Glaucoma Aetiology: Theories
• Imbalance between aqueous production + drainage leads to increase IOP
• Increased IOP causes mechanical dkg to retinal nerve fibres; laminar cribosa; mechanical theory
• However people diagnosed with normal tension glaucoma
• Compression of blood vessels in optic nerve lead to ischaemia, can occur in absence of high pressure in predisposed individuals - Ischaemia theory
Classification of Glaucoma:
• Open or Closed Angle
• Normal vs High IOP - NTG vS POAG VS OHT
• Primary and Secondary Glaucoma
- Primary - Glaucoma with absence of other disease processes
- Secondary - Glaucoma secondarily to another disease process / mechanism causing : outflow to be impeded
- e.g Pseudoexfoliation or Pigment Dispersion syndrome
Congenital or Juvenile
• Congenital - Primary Glaucoma
• Juvenile - Secondary Glaucoma in childhood
Classification of Glaucoma: Types
• POAG - Primary open angle glaucoma
• PCAG - Primary closed angle glaucoma
• NTG - Normal tension glaucoma
• OHT - Ocular hypertension
• Secondary OAG
• Secondary CAG
Describe IOP measurements linked to Glaucoma: OHT, POAG, NTG, PCAG
• Repeatable measurement of IOP >21mmg defined as High IOP
• Ocular Hypertension (OHT) is IOP >21mmHg when no other signs of glaucoma are present
• In the presence of other glaucomatous signs e.g. ONH changes and/or characteristic visual field loss is defined as POAG
• POAG pressure generally between 21-35mmHg
• ONH changes and/or changes in the visual field with repeatable IOP <21mmHg defined as NTG
• PCAG pressure can be 50-100mmg during an acute attack
Describe Ocular Hypertension:
Definition for the NICE glaucoma guideline
- “Consistently or recurrently elevated IOP (greater than 21 mmHg) in the absence of clinical evidence of optic nerve damage or visual field defect.”
3 Causes of SOAG:
• Pre-trabecular
- A membrane covers the trabeculum blocking drainage E.g. - fibrovascular tissue causing neovascular glaucoma
• Trabecular
- “Clogging up” of the trabeculum, Eg. - pigment particles causing pigmentary glaucoma
- Pseudoexfoliative material causing pseudoexfoliative glaucoma
• Post-trabecular
- Aqueous outflow is impaired due to elevated episcleral venous pressure, E.g. Sturge Weber Syndrome
Closed angle mechanisms:
Pupillary block and non-pupillary block mechanisms - often a mixture of both mechanisms together
Two types of SCAG:
• With pupil block
- Seclusio Pupillae 360 degree posterior synechaie, usually as a result of recurrent uveitis
- E.g. uveitic glaucoma
• Without pupil block
- Causes of peripheral anterior synechaie (abnormal adhesion between the iris and angle)

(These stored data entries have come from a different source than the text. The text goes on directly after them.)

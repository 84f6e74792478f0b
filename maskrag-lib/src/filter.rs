//! PII subset filter
//!
//! Most questions retrieve contexts without any entity in them, so their rows
//! look the same under every strategy. The filter keeps only the rows whose
//! retrieved context changed between the baseline and placeholder runs, which
//! are exactly the rows where anonymization could matter, and applies the same
//! row selection to the remaining strategies of the group.

use std::path::{Path, PathBuf};

use tracing::{info, warn};

use crate::anonymize::Strategy;
use crate::experiment::{scenarios, Collection, Table};
use crate::Result;

const SNIPPET_COLUMN: &str = "retrieved_context_snippet";

/// Result files that share row order and are filtered together.
#[derive(Debug, Clone, PartialEq, Eq)]
pub struct FilterGroup {
    pub baseline: PathBuf,
    pub placeholder: PathBuf,
    pub others: Vec<PathBuf>,
}

/// The plain and indexed groups, with file names as the experiment plan
/// writes them plus a context-aware file produced outside the harness.
pub fn default_groups(plain_dir: &Path, indexed_dir: &Path) -> Vec<FilterGroup> {
    [(Collection::Plain, plain_dir), (Collection::Indexed, indexed_dir)]
        .into_iter()
        .map(|(collection, dir)| {
            let plan = scenarios(collection);
            let file_for = |strategy: Strategy| {
                plan.iter()
                    .find(|s| s.strategy == strategy)
                    .map(|s| dir.join(&s.file_name))
            };
            let context_aware = match collection {
                Collection::Plain => "results_04_context_aware.csv",
                Collection::Indexed => "results_context_aware_indexed.csv",
            };

            FilterGroup {
                baseline: file_for(Strategy::Baseline).unwrap_or_default(),
                placeholder: file_for(Strategy::Placeholder).unwrap_or_default(),
                others: file_for(Strategy::Faker)
                    .into_iter()
                    .chain([dir.join(context_aware)])
                    .collect(),
            }
        })
        .collect()
}

/// Where the filtered copy of `path` goes: `<stem>_filtered.<ext>`, or `path`
/// itself when it is already a filtered file.
pub fn filtered_path(path: &Path) -> PathBuf {
    let stem = path
        .file_stem()
        .map(|s| s.to_string_lossy().into_owned())
        .unwrap_or_default();
    if stem.contains("_filtered") {
        return path.to_path_buf();
    }

    let name = match path.extension() {
        Some(ext) => format!("{stem}_filtered.{}", ext.to_string_lossy()),
        None => format!("{stem}_filtered"),
    };
    path.with_file_name(name)
}

/// What filtering one group did.
#[derive(Debug, Default, PartialEq, Eq)]
pub struct FilterOutcome {
    /// Positions of the kept rows, ascending
    pub selected: Vec<usize>,
    pub written: Vec<PathBuf>,
    /// Files left alone because they were missing or too short
    pub skipped: Vec<PathBuf>,
}

fn load(path: &Path) -> Result<Option<Table>> {
    if !path.exists() {
        warn!(path = %path.display(), "file not found");
        return Ok(None);
    }
    Table::read(path).map(Some)
}

fn write_subset(path: &Path, table: &Table, selected: &[usize]) -> Result<PathBuf> {
    let records = selected
        .iter()
        .filter_map(|&i| table.records.get(i).cloned())
        .collect();
    let out = filtered_path(path);
    table.with_records(records).write(&out)?;
    info!(path = %out.display(), rows = selected.len(), "saved filtered file");
    Ok(out)
}

/// Filter one group down to at most `target_rows` rows where anonymization
/// changed the retrieved context.
///
/// Returns `None` when the group cannot be filtered: the baseline or
/// placeholder file is missing, or their row counts differ.
pub fn filter_group(group: &FilterGroup, target_rows: usize) -> Result<Option<FilterOutcome>> {
    info!(baseline = %group.baseline.display(), "filtering group");

    let (Some(baseline), Some(placeholder)) = (load(&group.baseline)?, load(&group.placeholder)?)
    else {
        warn!("baseline or placeholder results missing, skipping group");
        return Ok(None);
    };

    if baseline.len() != placeholder.len() {
        warn!(
            baseline = baseline.len(),
            placeholder = placeholder.len(),
            "row count mismatch between baseline and placeholder, skipping group"
        );
        return Ok(None);
    }

    let selected: Vec<usize> = baseline
        .records
        .iter()
        .zip(&placeholder.records)
        .enumerate()
        .filter(|(_, (b, p))| baseline.get(b, SNIPPET_COLUMN) != placeholder.get(p, SNIPPET_COLUMN))
        .map(|(i, _)| i)
        .take(target_rows)
        .collect();

    info!(rows = selected.len(), "found rows with PII in context");

    let mut outcome = FilterOutcome {
        written: vec![
            write_subset(&group.baseline, &baseline, &selected)?,
            write_subset(&group.placeholder, &placeholder, &selected)?,
        ],
        ..Default::default()
    };

    for path in &group.others {
        let Some(table) = load(path)? else {
            outcome.skipped.push(path.clone());
            continue;
        };

        if table.len() != baseline.len() {
            warn!(path = %path.display(), rows = table.len(), expected = baseline.len(), "row count mismatch");
        }

        // every selected position must exist in the file
        if selected.last().is_some_and(|&max| max >= table.len()) {
            warn!(path = %path.display(), "too few rows for the selection, skipping");
            outcome.skipped.push(path.clone());
            continue;
        }

        outcome.written.push(write_subset(path, &table, &selected)?);
    }

    outcome.selected = selected;
    Ok(Some(outcome))
}
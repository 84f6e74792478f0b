//! Error types for maskrag

use thiserror::Error;

/// Result type alias for maskrag operations
pub type Result<T> = std::result::Result<T, Error>;

/// Errors that can occur in maskrag operations
#[derive(Error, Debug)]
pub enum Error {
    /// Failed to load or run the embedding model
    #[error("embedding error: {0}")]
    Embedding(String),

    /// Failed to build or query a retrieval index
    #[error("index error: {0}")]
    Index(String),

    /// The answer generation service failed or returned garbage
    #[error("generation error: {0}")]
    Generation(String),

    /// Failed to load the question/answer dataset
    #[error("dataset error: {0}")]
    Dataset(String),

    /// Configuration could not be read or parsed
    #[error("config error: {0}")]
    Config(String),

    /// Invalid input provided
    #[error("invalid input: {0}")]
    InvalidInput(String),

    #[error(transparent)]
    Io(#[from] std::io::Error),

    #[error(transparent)]
    Csv(#[from] csv::Error),
}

- E.g. uveitic or traumatic glaucoma
Glaucoma: Symptoms
• Most often none!
• So is your History and symptoms useful when diagnosing glaucoma?
- Yes!
- Advanced cases patients may report being more clumsy, knocking things over, tripping, falling
- History and symptoms will help assess px risk of developing glaucoma
• Angle closure - headache (often around the eye/temporal), photophobia,
nausea
POAG - Risk factors
• Age (over 40 at risk, increases with age)
• Ethnicity - (African descent 4x more likely)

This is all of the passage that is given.